How to complete this task: Only the lines from the start of the data through the one containing "Service used when" belong in your answer; return them exactly.

Given records:
------------------------------

//! Runtime configuration
//!
//! Credentials and service location come from the environment; the
//! binary loads a `.env` file first, so either works. App passwords
//! are never logged.

use std::env;
use thiserror::Error;

/// Service used when `MODLIST_AUDIT_SERVICE` is not set
pub const DEFAULT_SERVICE: &str = "https://bsky.social";

/// Configuration errors
#[derive(Debug, Error)]
pub enum ConfigError {
    /// A required environment variable is unset or empty
    #[error("required environment variable {0} is not set")]
    MissingVar(&'static str),
}

/// Settings for one audit run
#[derive(Debug, Clone)]
pub struct AuditConfig {
    /// Account identifier (handle or DID) to sign in with
    pub identifier: String,
    /// App password for the account
    pub app_password: String,
    /// Base URL of the PDS to talk to
    pub service: String,
}

impl AuditConfig {
    /// Load configuration from the environment
    pub fn from_env() -> Result<Self, ConfigError> {
        Ok(Self {
            identifier: require("MODLIST_AUDIT_IDENTIFIER")?,
            app_password: require("MODLIST_AUDIT_APP_PASSWORD")?,
            service: env::var("MODLIST_AUDIT_SERVICE")
                .ok()
                .filter(|v| !v.is_empty())
                .unwrap_or_else(|| DEFAULT_SERVICE.to_string()),
        })
    }
}

/// Read a required variable, treating empty as unset
fn require(name: &'static str) -> Result<String, ConfigError> {
    env::var(name)
        .ok()
        .filter(|v| !v.is_empty())
        .ok_or(ConfigError::MissingVar(name))
}
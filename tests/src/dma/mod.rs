//! DMA channel and controller tests, driven against the recording
//! peripheral stub.

use crate::exec::{RecordingIrq, RecordingPeriph};
use d56jit_core::memory::PERIPH_FIRST;
use d56jit_core::{MemArea, Memory};
use d56jit_dma::{Dma, MAX_DELAY_CYCLES, VBA_DMA_CHANNEL0};

const MEM_WORDS: usize = 0x1000;

fn mem() -> Memory {
    Memory::new(MEM_WORDS, MEM_WORDS as u32)
}

/// Assemble a DCR word from its fields.
fn dcr(de: bool, die: bool, dtm: u32, src_agm: u32, dst_agm: u32, src_space: u32, dst_space: u32) -> u32 {
    ((de as u32) << 23)
        | ((die as u32) << 22)
        | (dtm << 19)
        | (dst_agm << 7)
        | (src_agm << 4)
        | (dst_space << 2)
        | src_space
}

#[test]
fn test_word_transfer_reads_and_writes_exactly_n() {
    let mut mem = mem();
    let mut periph = RecordingPeriph {
        read_value: 0xabc,
        ..Default::default()
    };
    let mut irq = RecordingIrq::default();
    let mut dma = Dma::new();

    const N: u32 = 4;
    dma.channel_mut(0).set_dsr(PERIPH_FIRST);
    dma.channel_mut(0).set_ddr(0x100);
    dma.channel_mut(0).set_dco(N - 1);
    // DE-triggered block transfer, post-increment on both sides.
    dma.set_dcr(0, dcr(true, false, 0, 5, 5, 0, 0), &mut mem, &mut periph, &mut irq, 0);

    // The countdown models two core clocks per word.
    let delay = dma.exec(&mut mem, &mut periph, &mut irq, 2);
    assert_eq!(delay, 2 * N - 2);
    assert!(periph.reads.is_empty());

    dma.exec(&mut mem, &mut periph, &mut irq, 2 * N as u64);

    // Exactly N sequential reads and N sequential writes.
    assert_eq!(periph.reads.len(), N as usize);
    for i in 0..N {
        assert_eq!(periph.reads[i as usize], (MemArea::X, PERIPH_FIRST + i));
        assert_eq!(mem.get(MemArea::X, 0x100 + i), 0xabc);
    }

    // Both pointers advanced by N.
    assert_eq!(dma.channel(0).dsr(), PERIPH_FIRST + N);
    assert_eq!(dma.channel(0).ddr(), 0x100 + N);

    // Mode 0 self-clears the enable bit; the done bit is set again.
    assert!(!dma.channel(0).is_enabled());
    assert_ne!(dma.dstr() & 1, 0);
    assert!(irq.vectors.is_empty());

    // Idle again.
    assert_eq!(dma.exec(&mut mem, &mut periph, &mut irq, 100), MAX_DELAY_CYCLES);
}

#[test]
fn test_mem_to_mem_pointers_advance() {
    let mut mem = mem();
    let mut periph = RecordingPeriph::default();
    let mut irq = RecordingIrq::default();
    let mut dma = Dma::new();

    for i in 0..8 {
        mem.set(MemArea::X, 0x10 + i, 0x300 + i);
    }
    dma.channel_mut(1).set_dsr(0x10);
    dma.channel_mut(1).set_ddr(0x40);
    dma.channel_mut(1).set_dco(7);
    dma.set_dcr(1, dcr(true, false, 0, 5, 5, 0, 1), &mut mem, &mut periph, &mut irq, 0);
    dma.exec(&mut mem, &mut periph, &mut irq, 1000);

    for i in 0..8 {
        assert_eq!(mem.get(MemArea::Y, 0x40 + i), 0x300 + i);
    }
    assert_eq!(dma.channel(1).dsr(), 0x18);
    assert_eq!(dma.channel(1).ddr(), 0x48);
    assert!(periph.reads.is_empty());
}

#[test]
fn test_completion_interrupt_when_die_set() {
    let mut mem = mem();
    let mut periph = RecordingPeriph::default();
    let mut irq = RecordingIrq::default();
    let mut dma = Dma::new();

    dma.channel_mut(2).set_dsr(0x10);
    dma.channel_mut(2).set_ddr(0x20);
    dma.channel_mut(2).set_dco(0);
    dma.set_dcr(2, dcr(true, true, 0, 5, 5, 0, 0), &mut mem, &mut periph, &mut irq, 0);
    dma.exec(&mut mem, &mut periph, &mut irq, 100);

    assert_eq!(irq.vectors, vec![VBA_DMA_CHANNEL0 + 4]);
}

#[test]
fn test_invalid_space_selector_produces_no_transfer() {
    let mut mem = mem();
    let mut periph = RecordingPeriph::default();
    let mut irq = RecordingIrq::default();
    let mut dma = Dma::new();

    dma.channel_mut(0).set_dsr(0x10);
    dma.channel_mut(0).set_ddr(0x20);
    dma.channel_mut(0).set_dco(3);
    // Source space code 3 is reserved.
    dma.set_dcr(0, dcr(true, false, 0, 5, 5, 3, 0), &mut mem, &mut periph, &mut irq, 0);
    dma.exec(&mut mem, &mut periph, &mut irq, 100);

    // The whole transfer step is skipped; only the bookkeeping ran.
    assert_eq!(mem.get(MemArea::X, 0x20), 0);
    assert!(periph.reads.is_empty());
    assert!(periph.writes.is_empty());
    assert!(!dma.channel(0).is_enabled());
    assert_eq!(dma.channel(0).dsr(), 0x10);
    assert_eq!(dma.channel(0).ddr(), 0x20);
}

#[test]
fn test_enabling_request_channel_does_not_fire() {
    let mut mem = mem();
    let mut periph = RecordingPeriph {
        read_value: 9,
        ..Default::default()
    };
    let mut irq = RecordingIrq::default();
    let mut dma = Dma::new();

    let source = 0x0b;
    dma.channel_mut(0).set_dsr(PERIPH_FIRST);
    dma.channel_mut(0).set_ddr(0x200);
    dma.channel_mut(0).set_dco(2);
    // Word transfer per request, source fixed, destination advancing.
    let control = dcr(true, false, 5, 4, 5, 0, 0) | (source << 11);
    dma.set_dcr(0, control, &mut mem, &mut periph, &mut irq, 0);

    // Enabling alone must not move anything, even if the peripheral
    // already asserts its request line.
    assert!(dma.has_trigger(source));
    assert!(periph.reads.is_empty());
    assert_eq!(dma.channel(0).ddr(), 0x200);

    // Each explicit request moves one word.
    dma.trigger(source, &mut mem, &mut periph, &mut irq);
    assert_eq!(periph.reads.len(), 1);
    assert_eq!(mem.get(MemArea::X, 0x200), 9);
    assert_eq!(dma.channel(0).ddr(), 0x201);
    assert_eq!(dma.channel(0).dco(), 1);

    dma.trigger(source, &mut mem, &mut periph, &mut irq);
    dma.trigger(source, &mut mem, &mut periph, &mut irq);
    // The word sequence completed: counter reloads, DE stays set for
    // mode 5.
    assert_eq!(dma.channel(0).dco(), 2);
    assert!(dma.channel(0).is_enabled());
    assert_eq!(dma.channel(0).ddr(), 0x203);
}

#[test]
fn test_2d_line_transfer_dual_counter() {
    let mut mem = mem();
    let mut periph = RecordingPeriph::default();
    let mut irq = RecordingIrq::default();
    let mut dma = Dma::new();

    for i in 0..16 {
        mem.set(MemArea::X, i, 0x500 + i);
    }
    dma.channel_mut(0).set_dsr(0);
    dma.channel_mut(0).set_ddr(0x40);
    // DCOH = 2 lines to go, DCOL = 3 extra words per line.
    dma.channel_mut(0).set_dco((2 << 12) | 3);
    dma.set_dor(1, 0x20);
    let source = 0x0d;
    let control = dcr(true, false, 2, 5, 1, 0, 1) | (source << 11);
    dma.set_dcr(0, control, &mut mem, &mut periph, &mut irq, 0);

    // One request moves one full line (DCOL + 1 words), then the
    // destination jumps by the offset register.
    dma.trigger(source, &mut mem, &mut periph, &mut irq);
    for i in 0..4 {
        assert_eq!(mem.get(MemArea::Y, 0x40 + i), 0x500 + i);
    }
    assert_eq!(dma.channel(0).dsr(), 4);
    assert_eq!(dma.channel(0).ddr(), 0x43 + 0x20);
    assert!(dma.channel(0).is_enabled());
}

#[test]
fn test_3d_no_update_walks_hierarchical_counters() {
    let mut mem = mem();
    let mut periph = RecordingPeriph::default();
    let mut irq = RecordingIrq::default();
    let mut dma = Dma::new();

    for i in 0..0x40 {
        mem.set(MemArea::X, 0x100 + i, i);
    }
    dma.channel_mut(0).set_dsr(0x100);
    dma.channel_mut(0).set_ddr(PERIPH_FIRST);
    // Counter mode 0: DCOL = 2, DCOM = 1, DCOH = 0.
    dma.channel_mut(0).set_dco((1 << 6) | 2);
    dma.set_dor(0, 0x10);
    dma.set_dor(1, 0xff_fff0); // -16, sign extended
    // D3D with destination address-generation mode 4 (no update).
    let control = dcr(true, false, 0, 0, 4, 0, 0) | (1 << 10);
    dma.set_dcr(0, control, &mut mem, &mut periph, &mut irq, 0);

    // One word per step; walk until the block completes.
    let mut clock = 1000;
    for _ in 0..6 {
        dma.exec(&mut mem, &mut periph, &mut irq, clock);
        clock += 1;
    }

    assert_eq!(periph.writes.len(), 6);
    assert!(periph.writes.iter().all(|w| w.1 == PERIPH_FIRST));
    // +1, +1, +DOR0, +1, +1, +DOR1.
    assert_eq!(dma.channel(0).dsr(), 0x104);
    assert!(!dma.channel(0).is_enabled());
}

#[test]
#[should_panic(expected = "three-dimensional")]
fn test_3d_general_modes_unimplemented() {
    let mut mem = mem();
    let mut periph = RecordingPeriph::default();
    let mut irq = RecordingIrq::default();
    let mut dma = Dma::new();

    dma.channel_mut(0).set_dsr(0x10);
    dma.channel_mut(0).set_ddr(0x20);
    dma.channel_mut(0).set_dco(2);
    let control = dcr(true, false, 0, 0, 0, 0, 0) | (1 << 10);
    dma.set_dcr(0, control, &mut mem, &mut periph, &mut irq, 0);
    dma.exec(&mut mem, &mut periph, &mut irq, 1000);
}

#[test]
fn test_transfer_into_program_memory_is_flagged() {
    let mut mem = mem();
    let mut periph = RecordingPeriph::default();
    let mut irq = RecordingIrq::default();
    let mut dma = Dma::new();

    mem.set(MemArea::X, 0x10, 0x42);
    dma.channel_mut(0).set_dsr(0x10);
    dma.channel_mut(0).set_ddr(0x80);
    dma.channel_mut(0).set_dco(0);
    dma.set_dcr(0, dcr(true, false, 0, 5, 5, 0, 2), &mut mem, &mut periph, &mut irq, 0);
    dma.exec(&mut mem, &mut periph, &mut irq, 100);

    assert_eq!(mem.get(MemArea::P, 0x80), 0x42);
    assert!(dma.take_pmem_written());
    assert!(!dma.take_pmem_written());
}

------------------------------

Answer section:
//! Runtime configuration
//!
//! Credentials and service location come from the environment; the
//! binary loads a `.env` file first, so either works. App passwords
//! are never logged.

use std::env;
use thiserror::Error;

/// Service used when `MODLIST_AUDIT_SERVICE` is not set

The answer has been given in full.